## Exercise aim
Both the line with "microsecond past its" and the line with "without touching counts." in the records below must appear in the output, along with every line between them, exactly and with nothing added.

Data supplied section start

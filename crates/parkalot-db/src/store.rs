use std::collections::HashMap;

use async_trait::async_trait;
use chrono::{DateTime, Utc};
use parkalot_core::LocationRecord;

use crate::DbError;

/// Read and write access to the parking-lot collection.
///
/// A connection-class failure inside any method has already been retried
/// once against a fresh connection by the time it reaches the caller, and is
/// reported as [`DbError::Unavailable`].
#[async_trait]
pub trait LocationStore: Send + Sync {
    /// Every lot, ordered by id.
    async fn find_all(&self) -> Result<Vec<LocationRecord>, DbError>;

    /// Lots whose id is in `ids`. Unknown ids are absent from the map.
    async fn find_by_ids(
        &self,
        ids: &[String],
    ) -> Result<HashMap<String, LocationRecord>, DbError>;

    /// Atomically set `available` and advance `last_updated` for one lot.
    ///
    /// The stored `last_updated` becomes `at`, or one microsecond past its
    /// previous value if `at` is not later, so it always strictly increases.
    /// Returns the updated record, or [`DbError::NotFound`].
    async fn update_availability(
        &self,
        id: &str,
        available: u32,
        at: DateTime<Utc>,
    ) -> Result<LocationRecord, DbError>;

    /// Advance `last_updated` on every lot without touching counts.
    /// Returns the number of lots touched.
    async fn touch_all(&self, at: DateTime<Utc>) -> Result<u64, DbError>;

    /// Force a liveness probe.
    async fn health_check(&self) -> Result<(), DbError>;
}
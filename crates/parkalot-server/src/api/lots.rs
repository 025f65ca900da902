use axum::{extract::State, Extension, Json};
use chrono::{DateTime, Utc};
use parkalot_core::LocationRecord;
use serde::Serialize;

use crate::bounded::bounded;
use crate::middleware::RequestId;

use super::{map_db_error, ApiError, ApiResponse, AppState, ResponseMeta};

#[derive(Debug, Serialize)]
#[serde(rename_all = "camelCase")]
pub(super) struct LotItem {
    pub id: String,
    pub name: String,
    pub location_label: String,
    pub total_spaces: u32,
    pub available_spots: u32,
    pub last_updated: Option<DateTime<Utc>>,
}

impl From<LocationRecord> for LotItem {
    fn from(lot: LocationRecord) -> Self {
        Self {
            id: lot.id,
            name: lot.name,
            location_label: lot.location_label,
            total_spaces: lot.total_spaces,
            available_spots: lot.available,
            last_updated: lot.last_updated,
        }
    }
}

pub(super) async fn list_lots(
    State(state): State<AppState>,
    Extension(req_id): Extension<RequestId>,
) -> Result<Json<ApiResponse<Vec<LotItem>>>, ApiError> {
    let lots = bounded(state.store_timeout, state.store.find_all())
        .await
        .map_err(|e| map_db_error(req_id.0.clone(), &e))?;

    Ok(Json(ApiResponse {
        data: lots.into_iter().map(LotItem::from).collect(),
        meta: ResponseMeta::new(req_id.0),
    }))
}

Data supplied section end
Data supplied section start

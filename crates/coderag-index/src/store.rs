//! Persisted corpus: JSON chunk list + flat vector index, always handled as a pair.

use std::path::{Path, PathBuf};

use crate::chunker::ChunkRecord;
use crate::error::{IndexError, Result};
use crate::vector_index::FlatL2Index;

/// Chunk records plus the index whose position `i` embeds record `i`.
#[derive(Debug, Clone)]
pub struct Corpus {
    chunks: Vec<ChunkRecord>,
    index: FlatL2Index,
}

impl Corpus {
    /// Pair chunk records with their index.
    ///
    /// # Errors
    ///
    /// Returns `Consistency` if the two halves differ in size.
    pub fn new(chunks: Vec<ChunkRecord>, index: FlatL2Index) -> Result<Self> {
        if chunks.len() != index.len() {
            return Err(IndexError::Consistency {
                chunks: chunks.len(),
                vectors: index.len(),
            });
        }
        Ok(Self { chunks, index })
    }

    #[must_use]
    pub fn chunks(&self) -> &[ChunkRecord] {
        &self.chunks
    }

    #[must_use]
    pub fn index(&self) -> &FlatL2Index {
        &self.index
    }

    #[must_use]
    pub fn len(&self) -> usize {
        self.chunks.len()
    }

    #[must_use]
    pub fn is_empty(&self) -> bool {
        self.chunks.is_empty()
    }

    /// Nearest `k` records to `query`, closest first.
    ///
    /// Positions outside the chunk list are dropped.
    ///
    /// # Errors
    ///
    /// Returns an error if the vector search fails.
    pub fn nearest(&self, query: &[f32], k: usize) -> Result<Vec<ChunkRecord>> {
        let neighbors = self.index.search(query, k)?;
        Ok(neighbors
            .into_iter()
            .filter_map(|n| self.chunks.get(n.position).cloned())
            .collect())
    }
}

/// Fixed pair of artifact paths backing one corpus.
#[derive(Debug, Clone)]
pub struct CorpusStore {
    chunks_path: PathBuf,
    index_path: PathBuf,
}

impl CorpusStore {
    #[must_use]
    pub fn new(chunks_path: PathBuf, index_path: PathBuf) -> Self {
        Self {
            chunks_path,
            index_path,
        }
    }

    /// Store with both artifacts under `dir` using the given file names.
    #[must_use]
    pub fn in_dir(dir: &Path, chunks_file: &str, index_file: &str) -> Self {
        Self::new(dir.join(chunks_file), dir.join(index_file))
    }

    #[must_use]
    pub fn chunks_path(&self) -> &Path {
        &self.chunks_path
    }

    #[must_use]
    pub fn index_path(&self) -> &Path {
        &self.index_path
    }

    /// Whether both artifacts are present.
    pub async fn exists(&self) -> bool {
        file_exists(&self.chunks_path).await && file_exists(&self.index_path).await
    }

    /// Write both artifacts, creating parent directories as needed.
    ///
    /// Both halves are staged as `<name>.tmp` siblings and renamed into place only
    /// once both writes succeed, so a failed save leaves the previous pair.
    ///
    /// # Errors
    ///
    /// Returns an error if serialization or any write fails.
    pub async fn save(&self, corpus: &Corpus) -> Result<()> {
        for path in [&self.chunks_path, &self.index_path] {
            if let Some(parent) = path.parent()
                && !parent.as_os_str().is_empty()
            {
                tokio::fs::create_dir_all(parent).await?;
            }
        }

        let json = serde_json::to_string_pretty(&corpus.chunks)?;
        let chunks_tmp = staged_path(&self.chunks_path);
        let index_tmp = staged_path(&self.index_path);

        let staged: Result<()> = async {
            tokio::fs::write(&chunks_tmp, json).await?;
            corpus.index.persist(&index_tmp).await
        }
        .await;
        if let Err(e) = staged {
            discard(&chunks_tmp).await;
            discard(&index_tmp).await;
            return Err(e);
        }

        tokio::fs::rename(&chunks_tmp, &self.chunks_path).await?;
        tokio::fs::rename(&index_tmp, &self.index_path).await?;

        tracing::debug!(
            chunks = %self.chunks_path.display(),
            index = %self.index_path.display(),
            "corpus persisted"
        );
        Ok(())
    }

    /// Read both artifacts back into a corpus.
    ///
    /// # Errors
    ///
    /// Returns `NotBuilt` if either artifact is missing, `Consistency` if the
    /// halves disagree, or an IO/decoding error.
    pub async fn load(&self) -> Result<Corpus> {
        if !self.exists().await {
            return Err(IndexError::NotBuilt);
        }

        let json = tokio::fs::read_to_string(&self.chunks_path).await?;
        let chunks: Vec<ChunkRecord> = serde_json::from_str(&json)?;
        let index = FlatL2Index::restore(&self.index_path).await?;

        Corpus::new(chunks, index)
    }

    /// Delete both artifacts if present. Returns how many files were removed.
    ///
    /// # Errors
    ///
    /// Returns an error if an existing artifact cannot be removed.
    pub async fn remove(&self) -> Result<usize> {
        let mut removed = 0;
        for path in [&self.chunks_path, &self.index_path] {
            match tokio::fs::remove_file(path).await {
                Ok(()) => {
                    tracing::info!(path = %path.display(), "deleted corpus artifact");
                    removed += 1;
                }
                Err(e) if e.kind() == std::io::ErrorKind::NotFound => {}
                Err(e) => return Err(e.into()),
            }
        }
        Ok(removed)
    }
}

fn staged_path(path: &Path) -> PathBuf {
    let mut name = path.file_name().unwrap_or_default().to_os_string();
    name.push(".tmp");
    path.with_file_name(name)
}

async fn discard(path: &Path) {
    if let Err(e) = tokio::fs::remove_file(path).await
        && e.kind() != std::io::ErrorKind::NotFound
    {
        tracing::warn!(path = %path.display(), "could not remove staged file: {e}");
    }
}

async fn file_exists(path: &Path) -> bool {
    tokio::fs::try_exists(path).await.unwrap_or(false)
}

Data supplied section end

## Result of the task
    /// The stored `last_updated` becomes `at`, or one microsecond past its
    /// previous value if `at` is not later, so it always strictly increases.
    /// Returns the updated record, or [`DbError::NotFound`].
    async fn update_availability(
        &self,
        id: &str,
        available: u32,
        at: DateTime<Utc>,
    ) -> Result<LocationRecord, DbError>;

    /// Advance `last_updated` on every lot without touching counts.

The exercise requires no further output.